Sponsorship Reality: Cut to the Core of Sponsorship

MH3 —  June 11, 2011

As Labatt’s manager of sponsorship and marketing integration, Scott Thompson understands how to use consumer insights to drive a brand, partnership strategy, and marketplace activities. In his presentation, he went through Labatt’s current strategy, what they’ve done in the past and where they’re going in the future.

Labatt’s goal is to move their partnership towards activating properties and partnerships, sponsorsing consumer-centric properties, making tough choices about what to sponsor and what not to sponsor, achieving branded engagement and, most significantly, getting one-on-one access to consumers instead of awareness.

One of the ways that Labatt has been achieving these goals is by connecting with consumers digitally. Scott showed a video of Canada’s first interactive beer cans, with cans of Kokanee featuring trail maps of various Canadian mountains. Using a smart phone and scan codes, consumers can play a game tracking the iconic Kokanee-stealing Sasquatch. By creating a one-on-one experience with consumers, Labatt was able to achieve incredible short- and long-term results that quadrupled expectations.

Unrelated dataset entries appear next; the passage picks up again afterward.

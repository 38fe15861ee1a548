//! Client configuration: defaults, `.env`/environment, then an optional TOML
//! file whose present keys win.

use std::fs;
use std::path::Path;
use std::str::FromStr;
use std::time::Duration;

use serde::Deserialize;
use tracing::debug;

use crate::error::ConfigError;
use crate::feeds::Feed;
use crate::window::{DEFAULT_SPOTLIGHT_LIMIT, WindowConfig};

/// Environment variables read by [`ClientConfig::from_env`].
pub const ENV_BACKEND_URL: &str = "MARQUEE_BACKEND_URL";
/// Sent as `x-app-token`
pub const ENV_APP_TOKEN: &str = "MARQUEE_APP_TOKEN";
/// humantime duration, e.g. `45s`
pub const ENV_REQUEST_TIMEOUT: &str = "MARQUEE_REQUEST_TIMEOUT";
/// Items requested per page
pub const ENV_PAGE_SIZE: &str = "MARQUEE_PAGE_SIZE";
/// Items shown per window
pub const ENV_VIEW_SIZE: &str = "MARQUEE_VIEW_SIZE";
/// Pages fetched up front
pub const ENV_BOOTSTRAP_PAGES: &str = "MARQUEE_BOOTSTRAP_PAGES";
/// Spotlight size
pub const ENV_SPOTLIGHT_LIMIT: &str = "MARQUEE_SPOTLIGHT_LIMIT";

/// Local development server
pub const DEFAULT_BACKEND_URL: &str = "http://localhost:3000";
/// Applied to every request
pub const DEFAULT_REQUEST_TIMEOUT: Duration = Duration::from_secs(30);

/// Settings for the API client and the list views built on it.
#[derive(Debug, Clone, PartialEq, Eq)]
pub struct ClientConfig {
    /// Catalogue API base URL; a missing scheme means `http://`
    pub backend_url: String,
    /// Sent as `x-app-token` on every request
    pub app_token: Option<String>,
    /// Per-request timeout
    pub request_timeout: Duration,
    /// Items requested per page
    pub page_size: usize,
    /// Items shown per window
    pub view_size: usize,
    /// Pages fetched up front by a window cache
    pub bootstrap_pages: u32,
    /// Items cycled by the spotlight
    pub spotlight_limit: usize,
}

impl Default for ClientConfig {
    fn default() -> Self {
        Self {
            backend_url: DEFAULT_BACKEND_URL.to_string(),
            app_token: None,
            request_timeout: DEFAULT_REQUEST_TIMEOUT,
            page_size: WindowConfig::DEFAULT_PAGE_SIZE,
            view_size: WindowConfig::DEFAULT_VIEW_SIZE,
            bootstrap_pages: WindowConfig::DEFAULT_BOOTSTRAP_PAGES.get(),
            spotlight_limit: DEFAULT_SPOTLIGHT_LIMIT,
        }
    }
}

/// Keys accepted in the TOML file. All optional.
#[derive(Debug, Default, Deserialize)]
#[serde(deny_unknown_fields)]
struct FileConfig {
    backend_url: Option<String>,
    app_token: Option<String>,
    /// humantime, e.g. `"45s"`
    request_timeout: Option<String>,
    page_size: Option<usize>,
    view_size: Option<usize>,
    bootstrap_pages: Option<u32>,
    spotlight_limit: Option<usize>,
}

fn parse_number<T>(key: &'static str, raw: &str) -> Result<T, ConfigError>
where
    T: FromStr,
    T::Err: std::fmt::Display,
{
    raw.trim()
        .parse()
        .map_err(|err: T::Err| ConfigError::InvalidValue {
            key,
            message: format!("'{raw}': {err}"),
        })
}

fn parse_timeout(key: &'static str, raw: &str) -> Result<Duration, ConfigError> {
    humantime::parse_duration(raw.trim()).map_err(|err| {
        ConfigError::InvalidValue {
            key,
            message: format!("'{raw}': {err}"),
        }
    })
}

fn non_blank(value: String) -> Option<String> {
    let trimmed = value.trim();
    (!trimmed.is_empty()).then(|| trimmed.to_string())
}

impl ClientConfig {
    /// Defaults overridden by the process environment, after loading `.env`
    /// when one is present.
    pub fn from_env() -> Result<Self, ConfigError> {
        if let Ok(path) = dotenvy::dotenv() {
            debug!("loaded environment from {}", path.display());
        }
        Self::from_lookup(|key| std::env::var(key).ok())
    }

    /// Defaults overridden by whatever `lookup` returns for each variable.
    pub fn from_lookup(
        lookup: impl Fn(&str) -> Option<String>,
    ) -> Result<Self, ConfigError> {
        let mut config = Self::default();

        if let Some(url) = lookup(ENV_BACKEND_URL).and_then(non_blank) {
            config.backend_url = url;
        }
        if let Some(token) = lookup(ENV_APP_TOKEN) {
            config.app_token = non_blank(token);
        }
        if let Some(raw) = lookup(ENV_REQUEST_TIMEOUT) {
            config.request_timeout = parse_timeout(ENV_REQUEST_TIMEOUT, &raw)?;
        }
        if let Some(raw) = lookup(ENV_PAGE_SIZE) {
            config.page_size = parse_number(ENV_PAGE_SIZE, &raw)?;
        }
        if let Some(raw) = lookup(ENV_VIEW_SIZE) {
            config.view_size = parse_number(ENV_VIEW_SIZE, &raw)?;
        }
        if let Some(raw) = lookup(ENV_BOOTSTRAP_PAGES) {
            config.bootstrap_pages = parse_number(ENV_BOOTSTRAP_PAGES, &raw)?;
        }
        if let Some(raw) = lookup(ENV_SPOTLIGHT_LIMIT) {
            config.spotlight_limit = parse_number(ENV_SPOTLIGHT_LIMIT, &raw)?;
        }

        Ok(config)
    }

    /// Environment first, then `path` on top when given. The result is
    /// validated before it is returned.
    pub fn load(path: Option<&Path>) -> Result<Self, ConfigError> {
        let mut config = Self::from_env()?;
        if let Some(path) = path {
            config.apply_file(path)?;
        }
        config.window_config()?;
        Ok(config)
    }

    /// Overlay the keys present in the TOML file at `path`.
    pub fn apply_file(&mut self, path: &Path) -> Result<(), ConfigError> {
        let contents =
            fs::read_to_string(path).map_err(|source| ConfigError::Read {
                path: path.to_path_buf(),
                source,
            })?;
        let file: FileConfig =
            toml::from_str(&contents).map_err(|source| ConfigError::Parse {
                path: path.to_path_buf(),
                source,
            })?;
        debug!("applying config file {}", path.display());
        self.apply(file)
    }

    fn apply(&mut self, file: FileConfig) -> Result<(), ConfigError> {
        if let Some(url) = file.backend_url.and_then(non_blank) {
            self.backend_url = url;
        }
        if let Some(token) = file.app_token {
            self.app_token = non_blank(token);
        }
        if let Some(raw) = file.request_timeout {
            self.request_timeout = parse_timeout("request_timeout", &raw)?;
        }
        if let Some(page_size) = file.page_size {
            self.page_size = page_size;
        }
        if let Some(view_size) = file.view_size {
            self.view_size = view_size;
        }
        if let Some(pages) = file.bootstrap_pages {
            self.bootstrap_pages = pages;
        }
        if let Some(limit) = file.spotlight_limit {
            self.spotlight_limit = limit;
        }
        Ok(())
    }

    /// Validated window sizing.
    pub fn window_config(&self) -> Result<WindowConfig, ConfigError> {
        let config = WindowConfig::new(self.page_size, self.view_size)?
            .with_bootstrap_pages(self.bootstrap_pages)?;
        Ok(config)
    }

    /// [`window_config`](Self::window_config) checked against the page cap
    /// of `feed`.
    pub fn window_config_for(
        &self,
        feed: &Feed,
    ) -> Result<WindowConfig, ConfigError> {
        Ok(feed.check_window(self.window_config()?)?)
    }

    /// Spotlight size, never below one item.
    pub fn spotlight_limit(&self) -> usize {
        self.spotlight_limit.max(1)
    }
}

Another way of forming consumer connections is through 360-degree execution, such as the partnership developed between Budweiser and the Heritage Classic. It began with commercials, which then led to activation on premise, at retail, on Facebook and on packaging to have the maximum impact. Then, as the hockey season transitioned into the playoffs, they focused on the emotional connection many Canadians have with the Stanley Cup. They launched a series of commercials featuring the Cup, and included Stanley Cup USB keys in packaging to build on the success of the mini Stanley Cups they gave away in packaging in the ‘80s. When consumers plugged the USB key into their computer, it prompted a splash page that pushed consumers to Facebook, unlocking bonus interactive team content and a ballot to win a trip to the playoffs. This giveaway resonated with consumers, who traded keys with each other on the Facebook page and showed off their collections online.

Finally, Scott reviewed the incredible execution that Bud Light has had during Formula 1, which has been built using radio, Facebook, out-of-home, on-trade, packaging and retail tools. They also have a Bud Light Zone on site – featuring prizes, golf cart rides, a VIP section and a branded dance floor – and prizing and a VIP party on Crescent Street, the epicenter of the Formula 1 Montreal party. This has all been possible because of the partnerships they’ve formed.

Overall, Scott said, “We don’t see ourselves as a beer company anymore… we’re selling fast moving goods.” He’s rewritten the value equation through innovation, such as phone gaming, a mobile app that helps sport-lovers find nearby sport bar, and the Budweiser Big Rig, a beer garden on wheels.

At the conclusion of the presentation, Scott presented a series of challenges to property delegates that acted as key takeaways: always put yourself in the company’s consumers’ shoes (when trying to sell a sponsorship); seek to understand where the brand is going and not where it is; and think big by presenting one big concept.